Government officials yesterday hinted that the resignation of government officials in the aftermath of Monday’s stampede that killed hundreds on a bridge at Koh Pich island was unlikely, as the practice does not fit with Cambodian custom.
On Monday night at least 347 people died after visiting attractions on Koh Pich island when they were crushed or suffocated on a connecting bridge during a stampede.
After the disaster, the government formed an investigating committee led by Cabinet Minister Sok An devoted to monitoring causalities, distributing compensation and studying the root causes of the incident.
But, its findings have so far only blamed the victims for Monday night’s tragedy, saying that they panicked when the bridge swayed, and officials have avoided pinning the responsibility on a particular institution or person from within the government.
All over the world, high profile tragedies frequently result in resignations.
Indeed, after North Korea shelled a South Korean fishing community and military base on a disputed island on Tuesday, South Korean President Lee Myung-bak yesterday called for the resignation of his Defense Minister Kim Tae-young amid criticism the military’s response to the attack was insufficient.
Even in China’s party-controlled communist state, the head of the country’s quality watchdog, Li Changjiang, resigned after melamine-contaminated milk killed six young children and poisoned thousands more in 2008.
However, according to National Police Commissariat spokesman Kirth Chantharith, similar actions are unlikely here.
“We have respective customs and respective best practice. Cambodia is Cambodia,” Mr Chantharith said by telephone yesterday. “For the other country it is not the same policy, custom or law.”
Mr Chantharith said that the resignation of any officials would only be confirmed once the government’s investigation into Monday’s stampede has been completed.
“I want to emphasize for this event the police will study and will learn from this event to prepare better for the next year,” he said. “We have to learn what is bad, what is good, what we cannot do and what we can do.”

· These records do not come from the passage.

pub mod extensions;
pub mod params;
pub mod serial;

use const_oid::ObjectIdentifier;
use der::asn1::Any;
use der::{Decode, Encode, EncodePem};
use extensions::{SubjectAltName, SubjectKeyIdentifier, ToAndFromX509Extension};
use params::{CertificationRequestInfo, ExtensionParam, Validity};
use x509_cert::certificate::CertificateInner;
use x509_cert::name::Name;
use x509_cert::serial_number::SerialNumber;

use crate::error::{Result, SelfCertError};
use crate::issuer::Issuer;
use crate::key::{KeyPair, PublicKey};
use crate::pem_utils;
use crate::tbs_certificate::TbsCertificate;

const SHA1_WITH_RSA_ENCRYPTION: ObjectIdentifier =
    ObjectIdentifier::new_unwrap("1.2.840.113549.1.1.5");
const SHA256_WITH_RSA_ENCRYPTION: ObjectIdentifier =
    ObjectIdentifier::new_unwrap("1.2.840.113549.1.1.11");
const SHA384_WITH_RSA_ENCRYPTION: ObjectIdentifier =
    ObjectIdentifier::new_unwrap("1.2.840.113549.1.1.12");
const SHA512_WITH_RSA_ENCRYPTION: ObjectIdentifier =
    ObjectIdentifier::new_unwrap("1.2.840.113549.1.1.13");

/// Represents the supported signature algorithms for certificates.
///
/// Certificates are always signed with SHA-256; the other digests are only
/// accepted when verifying signatures made elsewhere, such as on a CSR.
#[derive(Debug, Clone, Copy, PartialEq, Eq)]
pub enum SignatureAlgorithm {
    /// SHA-1 with RSA encryption.
    Sha1WithRSA,
    /// SHA-256 with RSA encryption.
    Sha256WithRSA,
    /// SHA-384 with RSA encryption.
    Sha384WithRSA,
    /// SHA-512 with RSA encryption.
    Sha512WithRSA,
}

impl SignatureAlgorithm {
    pub fn oid(&self) -> ObjectIdentifier {
        match self {
            SignatureAlgorithm::Sha1WithRSA => SHA1_WITH_RSA_ENCRYPTION,
            SignatureAlgorithm::Sha256WithRSA => SHA256_WITH_RSA_ENCRYPTION,
            SignatureAlgorithm::Sha384WithRSA => SHA384_WITH_RSA_ENCRYPTION,
            SignatureAlgorithm::Sha512WithRSA => SHA512_WITH_RSA_ENCRYPTION,
        }
    }

    /// Determines the signature algorithm from its OID.
    pub fn from_oid(oid: &ObjectIdentifier) -> Result<Self> {
        match *oid {
            SHA1_WITH_RSA_ENCRYPTION => Ok(Self::Sha1WithRSA),
            SHA256_WITH_RSA_ENCRYPTION => Ok(Self::Sha256WithRSA),
            SHA384_WITH_RSA_ENCRYPTION => Ok(Self::Sha384WithRSA),
            SHA512_WITH_RSA_ENCRYPTION => Ok(Self::Sha512WithRSA),
            _ => Err(SelfCertError::Unsupported(format!(
                "signature algorithm {oid}"
            ))),
        }
    }
}

impl From<SignatureAlgorithm> for x509_cert::spki::AlgorithmIdentifierOwned {
    /// Converts a `SignatureAlgorithm` into an `AlgorithmIdentifierOwned`.
    ///
    /// PKCS#1 v1.5 identifiers carry an explicit NULL parameter (RFC 4055).
    fn from(value: SignatureAlgorithm) -> Self {
        x509_cert::spki::AlgorithmIdentifierOwned {
            oid: value.oid(),
            parameters: Some(Any::null()),
        }
    }
}

/// Represents an X.509 certificate.
///
/// This struct provides methods to encode the certificate into DER or PEM formats.
#[derive(Debug, Clone)]
pub struct Certificate {
    /// The inner representation of the certificate.
    pub inner: CertificateInner,
}

impl Certificate {
    /// Encodes the certificate into DER format.
    pub fn to_der(&self) -> Result<Vec<u8>> {
        self.inner
            .to_der()
            .map_err(|e| SelfCertError::EncodingError(e.to_string()))
    }

    /// Encodes the certificate into PEM format.
    pub fn to_pem(&self) -> Result<String> {
        self.inner
            .to_pem(pkcs8::LineEnding::LF)
            .map_err(|e| SelfCertError::EncodingError(e.to_string()))
    }

    pub fn from_der(der: &[u8]) -> Result<Self> {
        let inner = CertificateInner::from_der(der)?;
        Ok(Certificate { inner })
    }

    /// Decodes the first `CERTIFICATE` PEM block of `input`, or `input`
    /// itself as DER when it holds no such block.
    pub fn from_pem_or_der(input: &[u8]) -> Result<Self> {
        let der = pem_utils::first_block_or_der(input, pem_utils::CERTIFICATE_LABEL);
        Self::from_der(&der).map_err(|e| {
            SelfCertError::DecodingError(format!("invalid certificate: {e}"))
        })
    }

    pub fn serial_number(&self) -> &SerialNumber {
        &self.inner.tbs_certificate.serial_number
    }

    pub fn subject(&self) -> &Name {
        &self.inner.tbs_certificate.subject
    }

    pub fn issuer(&self) -> &Name {
        &self.inner.tbs_certificate.issuer
    }

    /// The decoded to-be-signed portion.
    pub fn tbs(&self) -> Result<TbsCertificate> {
        TbsCertificate::from_tbs_certificate_inner(&self.inner.tbs_certificate)
    }

    pub fn validity(&self) -> Validity {
        let validity = &self.inner.tbs_certificate.validity;
        Validity {
            not_before: crate::tbs_certificate::from_x509_time(&validity.not_before),
            not_after: crate::tbs_certificate::from_x509_time(&validity.not_after),
        }
    }

    pub fn subject_public_key(&self) -> Result<PublicKey> {
        PublicKey::from_x509spki(&self.inner.tbs_certificate.subject_public_key_info)
    }

    pub fn extensions(&self) -> Vec<ExtensionParam> {
        self.inner
            .tbs_certificate
            .extensions
            .as_deref()
            .unwrap_or_default()
            .iter()
            .map(ExtensionParam::from_x509_extension)
            .collect()
    }

    /// Decodes the extension of type `E`, if the certificate carries one.
    pub fn extension<E: ToAndFromX509Extension>(&self) -> Result<Option<(bool, E)>> {
        self.extensions()
            .iter()
            .find(|ext| ext.oid == E::OID)
            .map(|ext| ext.to_extension::<E>().map(|decoded| (ext.critical, decoded)))
            .transpose()
    }

    /// The subject key identifier, if present. A malformed extension is an
    /// error rather than a missing identifier.
    pub fn subject_key_identifier(&self) -> Result<Option<Vec<u8>>> {
        Ok(self
            .extension::<SubjectKeyIdentifier>()?
            .map(|(_, ski)| ski.0))
    }

    pub fn subject_alt_names(&self) -> Result<SubjectAltName> {
        Ok(self
            .extension::<SubjectAltName>()?
            .map(|(_, san)| san)
            .unwrap_or_default())
    }

    /// Checks the certificate signature against `issuer_key`.
    pub fn verify_signature(&self, issuer_key: &PublicKey) -> Result<()> {
        let algorithm = SignatureAlgorithm::from_oid(&self.inner.signature_algorithm.oid)?;
        let tbs = self.inner.tbs_certificate.to_der()?;
        let signature = self.inner.signature.as_bytes().ok_or_else(|| {
            SelfCertError::InvalidSignature("signature has unused bits".to_string())
        })?;
        issuer_key.verify(&algorithm, &tbs, signature)
    }

    /// Creates a new self-signed certificate.
    ///
    /// # Arguments
    /// * `cert_info` - The certification request information.
    /// * `key` - The key pair used to sign the certificate.
    /// * `validity` - The validity period.
    pub fn new_self_signed(
        cert_info: &CertificationRequestInfo,
        key: &KeyPair,
        validity: Validity,
    ) -> Result<Self> {
        if cert_info.subject_public_key != PublicKey::from_key_pair(key) {
            return Err(SelfCertError::KeyMismatch);
        }

        // For self-signed certificates, the issuer is the same as the subject
        let self_issuer = SelfIssuer {
            name: cert_info.subject.clone(),
            key,
        };

        self_issuer.issue(cert_info, validity)
    }
}

// Helper struct for self-signed certificates
struct SelfIssuer<'a> {
    name: Name,
    key: &'a KeyPair,
}

impl Issuer for SelfIssuer<'_> {
    fn issuer_name(&self) -> Name {
        self.name.clone()
    }

    fn signing_key(&self) -> &KeyPair {
        self.key
    }

    fn key_identifier(&self) -> Result<Option<Vec<u8>>> {
        Ok(None)
    }
}

/// A certificate together with the private key matching its public key.
#[derive(Debug, Clone)]
pub struct CertificateWithPrivateKey {
    pub cert: Certificate,
    pub key: KeyPair,
}

impl CertificateWithPrivateKey {
    /// Pairs a certificate with a private key, checking that they belong
    /// together.
    pub fn new(cert: Certificate, key: KeyPair) -> Result<Self> {
        if cert.subject_public_key()? != PublicKey::from_key_pair(&key) {
            return Err(SelfCertError::KeyMismatch);
        }
        Ok(Self { cert, key })
    }

    /// Loads a certificate (PEM or DER) and a PEM private key.
    pub fn load(cert_input: &[u8], key_pem: &str) -> Result<Self> {
        let cert = Certificate::from_pem_or_der(cert_input)?;
        let key = KeyPair::import_from_pem(key_pem)?;
        Self::new(cert, key)
    }
}

impl Issuer for CertificateWithPrivateKey {
    fn issuer_name(&self) -> Name {
        // The name of the issuer is the subject of the certificate
        self.cert.subject().clone()
    }

    fn signing_key(&self) -> &KeyPair {
        &self.key
    }

    fn key_identifier(&self) -> Result<Option<Vec<u8>>> {
        self.cert.subject_key_identifier()
    }
}

#[cfg(test)]
mod tests {
    use super::*;
    use crate::cert::extensions::{BasicConstraints, KeyUsage, KeyUsages};
    use crate::cert::params::DistinguishedName;

    fn self_signed(key: &KeyPair) -> Certificate {
        let cert_info = CertificationRequestInfo::builder()
            .subject(
                DistinguishedName::builder()
                    .common_name("Test CA".to_string())
                    .build()
                    .as_x509_name()
                    .unwrap(),
            )
            .subject_public_key(PublicKey::from_key_pair(key))
            .serial_number(serial::from_u64(7).unwrap())
            .is_ca(true)
            .build();
        Certificate::new_self_signed(&cert_info, key, Validity::for_days(30).unwrap()).unwrap()
    }

    #[test]
    fn test_self_signed_ca() {
        let key = KeyPair::generate_rsa(1024).unwrap();
        let cert = self_signed(&key);

        assert_eq!(cert.subject(), cert.issuer());
        assert_eq!(serial::magnitude(cert.serial_number()), vec![7]);
        cert.verify_signature(&PublicKey::from_key_pair(&key)).unwrap();

        let (critical, bc) = cert.extension::<BasicConstraints>().unwrap().unwrap();
        assert!(critical);
        assert!(bc.is_ca);
        let (critical, ku) = cert.extension::<KeyUsage>().unwrap().unwrap();
        assert!(critical);
        assert_eq!(
            ku.0,
            KeyUsages::DigitalSignature | KeyUsages::KeyCertSign | KeyUsages::CRLSign
        );
        assert_eq!(
            cert.subject_key_identifier().unwrap(),
            Some(PublicKey::from_key_pair(&key).key_identifier().unwrap())
        );
        // Self-signed: no authority key identifier.
        assert!(
            cert.extension::<extensions::AuthorityKeyIdentifier>()
                .unwrap()
                .is_none()
        );
    }

    #[test]
    fn test_pem_round_trip() {
        let key = KeyPair::generate_rsa(1024).unwrap();
        let cert = self_signed(&key);
        let pem = cert.to_pem().unwrap();
        assert!(pem.starts_with("-----BEGIN CERTIFICATE-----"));

        let decoded = Certificate::from_pem_or_der(pem.as_bytes()).unwrap();
        assert_eq!(decoded.to_der().unwrap(), cert.to_der().unwrap());
        let decoded = Certificate::from_pem_or_der(&cert.to_der().unwrap()).unwrap();
        assert_eq!(decoded.to_der().unwrap(), cert.to_der().unwrap());
    }

    #[test]
    fn test_signature_algorithm_has_null_parameters() {
        let key = KeyPair::generate_rsa(1024).unwrap();
        let cert = self_signed(&key);
        let algorithm = &cert.inner.signature_algorithm;
        assert_eq!(algorithm.oid, SHA256_WITH_RSA_ENCRYPTION);
        assert_eq!(algorithm.parameters, Some(Any::null()));
        assert_eq!(cert.inner.tbs_certificate.signature, *algorithm);
    }

    #[test]
    fn test_key_mismatch_is_detected() {
        let key = KeyPair::generate_rsa(1024).unwrap();
        let other = KeyPair::generate_rsa(1024).unwrap();
        let cert = self_signed(&key);

        assert!(matches!(
            CertificateWithPrivateKey::new(cert.clone(), other.clone()),
            Err(SelfCertError::KeyMismatch)
        ));
        assert!(cert.verify_signature(&PublicKey::from_key_pair(&other)).is_err());

        let pem = other.to_pkcs1_pem().unwrap();
        assert!(matches!(
            CertificateWithPrivateKey::load(cert.to_pem().unwrap().as_bytes(), &pem),
            Err(SelfCertError::KeyMismatch)
        ));
    }

    #[test]
    fn test_garbage_certificate() {
        assert!(matches!(
            Certificate::from_pem_or_der(b"definitely not a certificate"),
            Err(SelfCertError::DecodingError(_))
        ));
    }
}
use der::flagset::FlagSet;
use x509_cert::name::Name;

use crate::cert::Certificate;
use crate::cert::SignatureAlgorithm;
use crate::cert::extensions::AuthorityKeyIdentifier;
use crate::cert::extensions::BasicConstraints;
use crate::cert::extensions::ExtendedKeyUsage;
use crate::cert::extensions::ExtendedKeyUsageOption;
use crate::cert::extensions::KeyUsage;
use crate::cert::extensions::KeyUsages;
use crate::cert::extensions::SubjectKeyIdentifier;
use crate::cert::params::Validity;
use crate::cert::params::{CertificationRequestInfo, ExtensionParam};
use crate::cert::serial;
use crate::error::Result;
use crate::key::KeyPair;
use crate::tbs_certificate::TbsCertificate;

/// Represents an entity capable of issuing certificates.
///
/// This trait provides methods to retrieve issuer details and issue certificates.
pub trait Issuer {
    /// Returns the distinguished name of the issuer.
    fn issuer_name(&self) -> Name;

    /// Returns the signing key of the issuer.
    fn signing_key(&self) -> &KeyPair;

    /// Returns the issuer's subject key identifier, if it has one.
    fn key_identifier(&self) -> Result<Option<Vec<u8>>>;

    /// Issues a certificate based on the provided certification request information.
    ///
    /// # Arguments
    /// * `cert_request` - The certification request information containing details about the certificate to be issued.
    /// * `validity` - The validity period of the issued certificate.
    ///
    /// # Returns
    /// A `Certificate` signed with sha256WithRSAEncryption by the issuer's key.
    fn issue(
        &self,
        cert_request: &CertificationRequestInfo,
        validity: Validity,
    ) -> Result<Certificate> {
        let issuer_dn = self.issuer_name();
        let mut extensions: Vec<ExtensionParam> = Vec::new();

        let mut key_usage_flags: FlagSet<KeyUsages> = FlagSet::default();

        if cert_request.is_ca {
            key_usage_flags |= KeyUsages::DigitalSignature;
            key_usage_flags |= KeyUsages::KeyCertSign;
            key_usage_flags |= KeyUsages::CRLSign;
        }

        for usage in &cert_request.usages {
            match usage {
                ExtendedKeyUsageOption::ServerAuth | ExtendedKeyUsageOption::ClientAuth => {
                    key_usage_flags |= KeyUsages::DigitalSignature;
                }
            }
        }

        if !key_usage_flags.is_empty() {
            extensions.push(ExtensionParam::from_extension(
                KeyUsage(key_usage_flags),
                true,
            )?);
        }

        if !cert_request.usages.is_empty() {
            let extended_key_usage = ExtendedKeyUsage {
                usage: cert_request.usages.clone(),
            };
            extensions.push(ExtensionParam::from_extension(extended_key_usage, false)?);
        }

        if cert_request.is_ca {
            let basic_constraints = BasicConstraints {
                is_ca: true,
                max_path_length: None,
            };
            extensions.push(ExtensionParam::from_extension(basic_constraints, true)?);

            let subject_key_id = cert_request.subject_public_key.key_identifier()?;
            extensions.push(ExtensionParam::from_extension(
                SubjectKeyIdentifier(subject_key_id),
                false,
            )?);
        }

        if cert_request.subject != issuer_dn {
            if let Some(key_identifier) = self.key_identifier()? {
                extensions.push(ExtensionParam::from_extension(
                    AuthorityKeyIdentifier { key_identifier },
                    false,
                )?);
            }
        }

        if !cert_request.subject_alt_names.is_empty() {
            // With an empty subject the SAN carries the identity and must be critical.
            let critical = cert_request.subject.0.is_empty();
            extensions.push(ExtensionParam::from_extension(
                cert_request.subject_alt_names.clone(),
                critical,
            )?);
        }

        extensions.extend(cert_request.extensions.iter().cloned());

        let tbs_cert = TbsCertificate {
            serial_number: cert_request.serial_number.clone(),
            signature_algorithm: SignatureAlgorithm::Sha256WithRSA,
            issuer: issuer_dn,
            validity,
            subject: cert_request.subject.clone(),
            subject_public_key: cert_request.subject_public_key.clone(),
            extensions,
        };
        tracing::debug!(
            subject = %tbs_cert.subject,
            issuer = %tbs_cert.issuer,
            extensions = tbs_cert.extensions.len(),
            "signing certificate"
        );

        let certificate = tbs_cert.sign(self.signing_key())?;
        tracing::info!(
            subject = %certificate.subject(),
            serial = %serial::to_hex(certificate.serial_number()),
            not_after = %tbs_cert.validity.not_after,
            "issued certificate"
        );
        Ok(certificate)
    }
}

Phay Siphan, spokesman for the Council of Ministers, also said that officials resigning from government positions during times of heightened criticism were not habitual behavior in Cambodia.
“I learn about the Korea too this morning. In Cambodia we don’t have such customs like that,” he said, referring to the resignation of South Korea’s defense minister. “We abide ourselves with the rule of law.”
He added that any responsibility handed down for the stampede will be concluded inside the investigation committee’s report, yet to be released.
“It is too early to say anything,” he said. “We don’t want to stipulate things beforehand.”
Prum Sokha, chairman of the sub-committee to investigate the cause of the disaster, could not be reached for comment.
In the aftermath of Monday’s disaster the opposition SRP party instantly called for the suspension or resignation of Phnom Penh officials, who oversaw this year’s water festival.
Sok Sam Oeun, executive director of the Cambodia Defenders Project, said the government should include experts in crowd control within its committee in order to find out exactly who was at fault.
“Otherwise how can they find the responsible people?” he asked.
On Wednesday, Social Affairs Minister Ith Sam Heng, who is in charge of the government’s committee looking into the cause of the stampede, said that the swaying of the bridge was the principal reason behind the disaster.
Touch Samnang, an architect for the Overseas Cambodian Investment Corporation, the firm that operates Koh Pich island, said he did not know if the investigation would result in any job losses.
Susi Tan, Koh Pich’s project manager, said she did not know when the investigation would be finished, and how far it would go in laying blame.
“No, I don’t know anything until the government answers,” she said.
Ms Tan again attempted to distance OCIC from responsibility for crowd control issues and said it was the first time the company had to manage such a large crowd in the island. “We did our best,” she said.